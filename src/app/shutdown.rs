use super::{ComponentState, MotionplayOrchestrator};
use crate::error::{MotionplayError, Result};
use std::sync::Arc;
use std::time::Duration;
use tokio::time::timeout;
use tracing::{error, info};

const STOP_TIMEOUT: Duration = Duration::from_secs(10);

impl MotionplayOrchestrator {
    /// Release players, close the sensor and record final component states.
    /// Returns 0 when every step succeeded, 1 otherwise.
    pub async fn shutdown(&mut self) -> Result<i32> {
        info!("Beginning graceful shutdown");

        // Cancel the loop, background sampler and any playback in progress
        self.cancellation_token.cancel();

        let mut exit_code = 0;

        // Players first, so nothing is left on screen without a trigger
        for component in ["session", "sensor", "display"] {
            if let Err(e) = self.stop_component(component).await {
                error!("Error stopping {}: {}", component, e);
                exit_code = 1;
            }
        }

        info!("Graceful shutdown completed with exit code: {}", exit_code);
        Ok(exit_code)
    }

    /// Bring everything up once, then tear it down again
    pub async fn dry_run(&mut self) -> Result<i32> {
        info!("Dry run: preparing displays and idle frame, then shutting down");
        self.start().await?;
        self.shutdown().await
    }

    async fn stop_component(&mut self, component: &str) -> Result<()> {
        info!("Stopping {} component", component);
        self.set_component_state(component, ComponentState::Stopping)
            .await;

        let result = match component {
            "session" => {
                let session = Arc::clone(&self.session);
                match timeout(STOP_TIMEOUT, session.release()).await {
                    Ok(released) => released.map_err(MotionplayError::from),
                    Err(_) => Err(MotionplayError::component(component, "stop timeout")),
                }
            }
            "sensor" => {
                self.trigger.close_async().await;
                Ok(())
            }
            // The display layout is left as configured
            _ => Ok(()),
        };

        let state = if result.is_ok() {
            ComponentState::Stopped
        } else {
            ComponentState::Failed
        };
        self.set_component_state(component, state).await;

        if result.is_ok() {
            info!("{} component stopped", component);
        }
        result
    }
}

○ ○ ○ ○ ○

> Task objective: Please reproduce the listing exactly, keeping every line as it is.

> Written answer:
filename src/app/shutdown.rs
use super::{ComponentState, MotionplayOrchestrator};
use crate::error::{MotionplayError, Result};
use std::sync::Arc;
use std::time::Duration;
use tokio::time::timeout;
use tracing::{error, info};

const STOP_TIMEOUT: Duration = Duration::from_secs(10);

impl MotionplayOrchestrator {
    /// Release players, close the sensor and record final component states.
    /// Returns 0 when every step succeeded, 1 otherwise.
    pub async fn shutdown(&mut self) -> Result<i32> {
        info!("Beginning graceful shutdown");

        // Cancel the loop, background sampler and any playback in progress
        self.cancellation_token.cancel();

        let mut exit_code = 0;

        // Players first, so nothing is left on screen without a trigger
        for component in ["session", "sensor", "display"] {
            if let Err(e) = self.stop_component(component).await {
                error!("Error stopping {}: {}", component, e);
                exit_code = 1;
            }
        }

        info!("Graceful shutdown completed with exit code: {}", exit_code);
        Ok(exit_code)
    }

    /// Bring everything up once, then tear it down again
    pub async fn dry_run(&mut self) -> Result<i32> {
        info!("Dry run: preparing displays and idle frame, then shutting down");
        self.start().await?;
        self.shutdown().await
    }

    async fn stop_component(&mut self, component: &str) -> Result<()> {
        info!("Stopping {} component", component);
        self.set_component_state(component, ComponentState::Stopping)
            .await;

        let result = match component {
            "session" => {
                let session = Arc::clone(&self.session);
                match timeout(STOP_TIMEOUT, session.release()).await {
                    Ok(released) => released.map_err(MotionplayError::from),
                    Err(_) => Err(MotionplayError::component(component, "stop timeout")),
                }
            }
            "sensor" => {
                self.trigger.close_async().await;
                Ok(())
            }
            // The display layout is left as configured
            _ => Ok(()),
        };

        let state = if result.is_ok() {
            ComponentState::Stopped
        } else {
            ComponentState::Failed
        };
        self.set_component_state(component, state).await;

        if result.is_ok() {
            info!("{} component stopped", component);
        }
        result
    }
}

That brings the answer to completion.